This story was updated at 4:33 p.m. on Tuesday, 4/29/20 with additional comment from Penn State University.
A positive antibody test for COVID-19 does not mean that an individual is immune to the virus, Health Secretary Dr. Rachel Levine cautioned Tuesday during her daily briefing.
“How accurate the test is varies, and we do not know how protective those antibodies will be, and how long lived they will be,” Levine said.
Antibody, or serology, testing looks for the presence of proteins that only appear in the blood of someone who has recovered from a specific disease.
The tests are commonly known as “immunity tests,” but Levine said that they have limited use for individual health care.
She did not advise Pennsylvanians against taking the test, but said that the a takeaway from a positive antibody test could be that an individual once had COVID-19.
Subsequent studies are needed, Levine said, to determine if the tests had a use outside of helping public health officials track the diseases spread.
Levine isn’t alone among health professionals in her assessment.
In an April 24 statement, the World Health Organization said “there is currently no evidence that people who have recovered from COVID-19 and have antibodies are protected from a second infection.”
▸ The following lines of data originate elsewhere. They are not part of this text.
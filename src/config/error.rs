use thiserror::Error;

#[derive(Debug, Error)]
pub enum ConfigError {
    #[error("failed to load configuration: {0}")]
    Load(#[from] config::ConfigError),

    #[error(transparent)]
    Validation(#[from] ValidationError),
}

#[derive(Debug, Error)]
pub enum ValidationError {
    #[error("invalid configuration value for {field}: {reason}")]
    Invalid {
        field: &'static str,
        reason: &'static str,
    },
}

impl ValidationError {
    pub fn invalid(field: &'static str, reason: &'static str) -> Self {
        Self::Invalid { field, reason }
    }
}
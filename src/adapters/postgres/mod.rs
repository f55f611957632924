mod fingerprint_ledger;
mod subscription_store;
mod user_directory;

pub use fingerprint_ledger::PostgresFingerprintLedger;
pub use subscription_store::PostgresSubscriptionStore;
pub use user_directory::PostgresUserDirectory;
//! Shared value objects for the billing domain.

mod errors;
mod ids;
mod timestamp;

pub use errors::StorageError;
pub use ids::UserId;
pub use timestamp::Timestamp;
Ping Du, an associate professor of public health at Penn State University, agreed, saying in an email that “it is too early to say that a positive antibody result would mean infection or protection” from COVID-19.
She also pointed out that no tests have been fully approved by the federal government for doctor’s use, and have only been granted approval approval for emergency use.
Levine’s statement comes after a Pennsylvania House panel advanced legislation to allow county health departments to begin serology testing programs.
The legislation, sponsored by Rep. John Lawrence, R-Chester, was inspired by an effort in Chester County to use test kits from a local firm to check health care workers and first responders for antibodies.
The state would provide a legal umbrella for the testing, but counties would pay for the testing, and must report all data to the state.